• Dataset records
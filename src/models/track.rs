//! Track models

use serde::Serialize;

use super::Image;

/// Track artist
#[derive(Debug, Clone, PartialEq, Serialize)]
pub struct Artist {
    pub id: Option<String>,
    pub name: String,
}

/// Album a track belongs to
#[derive(Debug, Clone, PartialEq, Serialize)]
pub struct Album {
    pub id: Option<String>,
    pub name: Option<String>,
    pub images: Vec<Image>,
}

/// Canonical track shape, independent of how the upstream nested it.
#[derive(Debug, Clone, PartialEq, Serialize)]
pub struct Track {
    pub id: Option<String>,
    pub name: String,
    pub duration_ms: u64,
    pub artists: Vec<Artist>,
    pub album: Option<Album>,
    pub external_url: Option<String>,
    pub preview_url: Option<String>,
}

impl Track {
    /// Artist names joined for display.
    pub fn artist_names(&self) -> String {
        self.artists
            .iter()
            .map(|a| a.name.as_str())
            .collect::<Vec<_>>()
            .join(", ")
    }
}
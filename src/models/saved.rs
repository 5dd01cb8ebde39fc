//! Saved-playlist models

use chrono::{DateTime, Utc};
use serde::{Deserialize, Serialize};

use super::CatalogItem;

/// A user's local bookmark of a catalog playlist.
///
/// Records are created on save and deleted on unsave; they are never edited.
#[derive(Debug, Clone, PartialEq, Serialize, Deserialize)]
pub struct SavedRecord {
    pub id: String,
    pub user_id: String,
    pub catalog_item_id: String,
    pub name: String,
    pub description: Option<String>,
    pub image_url: Option<String>,
    pub owner_name: Option<String>,
    pub track_count: u32,
    pub external_url: Option<String>,
    pub category: Option<String>,
    pub created_at: DateTime<Utc>,
}

impl SavedRecord {
    /// Snapshot a catalog item into a new record for `user_id`.
    pub fn from_item(
        user_id: &str,
        item: &CatalogItem,
        category: Option<String>,
        created_at: DateTime<Utc>,
    ) -> Self {
        Self {
            id: uuid::Uuid::new_v4().to_string(),
            user_id: user_id.to_string(),
            catalog_item_id: item.id.clone(),
            name: item.name.clone(),
            description: Some(item.description.clone()).filter(|d| !d.is_empty()),
            image_url: item.image_url().map(String::from),
            owner_name: Some(item.owner.display_name.clone()).filter(|n| !n.is_empty()),
            track_count: item.tracks.total,
            external_url: item.external_url.clone(),
            category: category.filter(|c| !c.is_empty()),
            created_at,
        }
    }

    pub fn has_image(&self) -> bool {
        self.image_url.as_deref().is_some_and(|u| !u.is_empty())
    }

    /// Category, treating an empty string as absent.
    pub fn category(&self) -> Option<&str> {
        self.category.as_deref().filter(|c| !c.is_empty())
    }
}

/// Outcome of a save toggle.
#[derive(Debug, Clone, Copy, PartialEq, Eq, Serialize)]
#[serde(rename_all = "lowercase")]
pub enum SaveAction {
    Saved,
    Removed,
}

/// One row of the popularity leaderboard.
#[derive(Debug, Clone, PartialEq, Serialize)]
pub struct PopularEntry {
    pub catalog_item_id: String,
    pub name: String,
    pub image_url: Option<String>,
    pub owner_name: Option<String>,
    pub track_count: u32,
    pub external_url: Option<String>,
    pub category: Option<String>,
    pub save_count: usize,
}

/// Number of distinct saved playlists carrying a category.
#[derive(Debug, Clone, PartialEq, Eq, Serialize)]
pub struct CategoryCount {
    pub name: String,
    pub count: usize,
}
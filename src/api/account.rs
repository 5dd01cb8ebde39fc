//! Linking provider accounts to users

use anyhow::{Context as _, Result};
use chrono::Utc;

use super::Context;
use crate::auth::{expires_at_after, Credential, CredentialStore, PROVIDER};

/// Store a credential handed over by the identity provider.
pub fn connect(
    ctx: &Context,
    user_id: &str,
    access_token: &str,
    refresh_token: Option<&str>,
    expires_in: Option<u64>,
) -> Result<()> {
    let credential = Credential {
        user_id: user_id.to_string(),
        provider: PROVIDER.to_string(),
        access_token: access_token.to_string(),
        refresh_token: refresh_token.map(String::from),
        expires_at: expires_in.map(|secs| expires_at_after(Utc::now().timestamp(), secs)),
    };
    ctx.store
        .put_credential(credential)
        .context("Failed to store credential")?;

    println!("Connected {} account for {}.", PROVIDER, user_id);
    Ok(())
}

pub fn disconnect(ctx: &Context, user_id: &str) -> Result<()> {
    let removed = ctx
        .store
        .remove_credential(user_id, PROVIDER)
        .context("Failed to remove credential")?;

    if removed {
        println!("Disconnected {}.", user_id);
    } else {
        println!("{} had no linked account.", user_id);
    }
    Ok(())
}

/// Print whether the user has a usable token, refreshing an expired one.
pub async fn token_status(ctx: &Context, user_id: &str) -> Result<()> {
    let stored = ctx
        .store
        .get_credential(user_id, PROVIDER)
        .context("Failed to read credential")?;

    match ctx.refresher.ensure_valid_access_token(user_id).await {
        Some(_) => {
            println!("Access token: valid");
            let current = ctx.store.get_credential(user_id, PROVIDER)?;
            if current != stored {
                println!("  (refreshed)");
            }
            if let Some(exp) = current.and_then(|c| c.expires_at) {
                println!("  expires_at: {}", exp);
            }
        }
        None if stored.is_some() => {
            println!("Access token: expired and could not be refreshed");
            println!("\nReconnect the account for {}.", user_id);
        }
        None => {
            println!("Access token: none");
            println!("\nRun 'playlist-hub connect --user {}' first.", user_id);
        }
    }

    Ok(())
}
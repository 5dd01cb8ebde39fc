//! Local persistence for provider credentials and saved playlists
//!
//! Everything lives in a single TOML file. Each mutation rewrites the file
//! while holding the store lock, so writers inside one process never interleave.

use std::fs;
use std::path::{Path, PathBuf};
use std::sync::Mutex;

use chrono::Utc;
use serde::{Deserialize, Serialize};
use thiserror::Error;

use crate::auth::{Credential, CredentialStore};
use crate::models::{CatalogItem, SavedRecord};

#[derive(Debug, Error)]
pub enum StoreError {
    #[error("failed to access store file {path}: {source}")]
    Io {
        path: PathBuf,
        #[source]
        source: std::io::Error,
    },
    #[error("failed to parse store file: {0}")]
    Parse(#[from] toml::de::Error),
    #[error("failed to serialize store: {0}")]
    Serialize(#[from] toml::ser::Error),
}

#[derive(Debug, Clone, Default, Serialize, Deserialize)]
struct StoreData {
    #[serde(default)]
    credentials: Vec<Credential>,
    #[serde(default)]
    saved: Vec<SavedRecord>,
}

/// File-backed store. A store without a path keeps everything in memory.
#[derive(Debug)]
pub struct Store {
    path: Option<PathBuf>,
    data: Mutex<StoreData>,
}

impl Store {
    /// Open the store at `path`, starting empty if the file does not exist.
    pub fn open(path: impl Into<PathBuf>) -> Result<Self, StoreError> {
        let path = path.into();
        let data = if path.exists() {
            let content = fs::read_to_string(&path).map_err(|source| StoreError::Io {
                path: path.clone(),
                source,
            })?;
            toml::from_str(&content)?
        } else {
            StoreData::default()
        };

        tracing::debug!(
            "Opened store {} ({} credentials, {} saved)",
            path.display(),
            data.credentials.len(),
            data.saved.len()
        );

        Ok(Self {
            path: Some(path),
            data: Mutex::new(data),
        })
    }

    #[cfg(test)]
    pub fn in_memory() -> Self {
        Self {
            path: None,
            data: Mutex::new(StoreData::default()),
        }
    }

    /// Apply `f` to a copy of the data, persist it, then publish it.
    fn update<T>(&self, f: impl FnOnce(&mut StoreData) -> T) -> Result<T, StoreError> {
        let mut guard = self.data.lock().unwrap_or_else(|e| e.into_inner());
        let mut next = guard.clone();
        let out = f(&mut next);
        if let Some(ref path) = self.path {
            write_file(path, &next)?;
        }
        *guard = next;
        Ok(out)
    }

    fn read<T>(&self, f: impl FnOnce(&StoreData) -> T) -> T {
        let guard = self.data.lock().unwrap_or_else(|e| e.into_inner());
        f(&guard)
    }

    /// Remove the record of `catalog_item_id` saved by `user_id`, returning it.
    pub fn remove_saved(
        &self,
        user_id: &str,
        catalog_item_id: &str,
    ) -> Result<Option<SavedRecord>, StoreError> {
        if !self.is_saved(user_id, catalog_item_id) {
            return Ok(None);
        }
        self.update(|data| -> Option<SavedRecord> {
            let pos = data
                .saved
                .iter()
                .position(|r| r.user_id == user_id && r.catalog_item_id == catalog_item_id)?;
            Some(data.saved.remove(pos))
        })
    }

    /// Save a snapshot of `item` for `user_id`. Returns `false` if it was
    /// already saved.
    ///
    /// A missing category is copied from any other record of the same item.
    pub fn save(
        &self,
        user_id: &str,
        item: &CatalogItem,
        category: Option<String>,
    ) -> Result<bool, StoreError> {
        self.update(|data| {
            if data
                .saved
                .iter()
                .any(|r| r.user_id == user_id && r.catalog_item_id == item.id)
            {
                return false;
            }

            let category = category.filter(|c| !c.is_empty()).or_else(|| {
                data.saved
                    .iter()
                    .filter(|r| r.catalog_item_id == item.id)
                    .find_map(|r| r.category().map(String::from))
            });

            data.saved
                .push(SavedRecord::from_item(user_id, item, category, Utc::now()));
            true
        })
    }

    pub fn is_saved(&self, user_id: &str, catalog_item_id: &str) -> bool {
        self.read(|data| {
            data.saved
                .iter()
                .any(|r| r.user_id == user_id && r.catalog_item_id == catalog_item_id)
        })
    }

    pub fn saved_records(&self) -> Vec<SavedRecord> {
        self.read(|data| data.saved.clone())
    }
}

impl CredentialStore for Store {
    fn get_credential(
        &self,
        user_id: &str,
        provider: &str,
    ) -> Result<Option<Credential>, StoreError> {
        Ok(self.read(|data| {
            data.credentials
                .iter()
                .find(|c| c.user_id == user_id && c.provider == provider)
                .cloned()
        }))
    }

    fn put_credential(&self, credential: Credential) -> Result<(), StoreError> {
        self.update(|data| {
            data.credentials
                .retain(|c| !(c.user_id == credential.user_id && c.provider == credential.provider));
            data.credentials.push(credential);
        })
    }

    fn remove_credential(&self, user_id: &str, provider: &str) -> Result<bool, StoreError> {
        self.update(|data| {
            let before = data.credentials.len();
            data.credentials
                .retain(|c| !(c.user_id == user_id && c.provider == provider));
            data.credentials.len() != before
        })
    }
}

fn write_file(path: &Path, data: &StoreData) -> Result<(), StoreError> {
    let io_err = |source| StoreError::Io {
        path: path.to_path_buf(),
        source,
    };

    if let Some(dir) = path.parent() {
        fs::create_dir_all(dir).map_err(io_err)?;
    }
    let content = toml::to_string_pretty(data)?;
    fs::write(path, content).map_err(io_err)?;

    // Credentials live in this file
    #[cfg(unix)]
    {
        use std::os::unix::fs::PermissionsExt;
        let perms = fs::Permissions::from_mode(0o600);
        fs::set_permissions(path, perms).map_err(io_err)?;
    }

    Ok(())
}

• What you have to do
Copy the lines from the entries above in which the word "crate" appears.

• Written response
use crate::auth::{expires_at_after, Credential, CredentialStore, PROVIDER};
use crate::auth::{Credential, CredentialStore};
use crate::models::{CatalogItem, SavedRecord};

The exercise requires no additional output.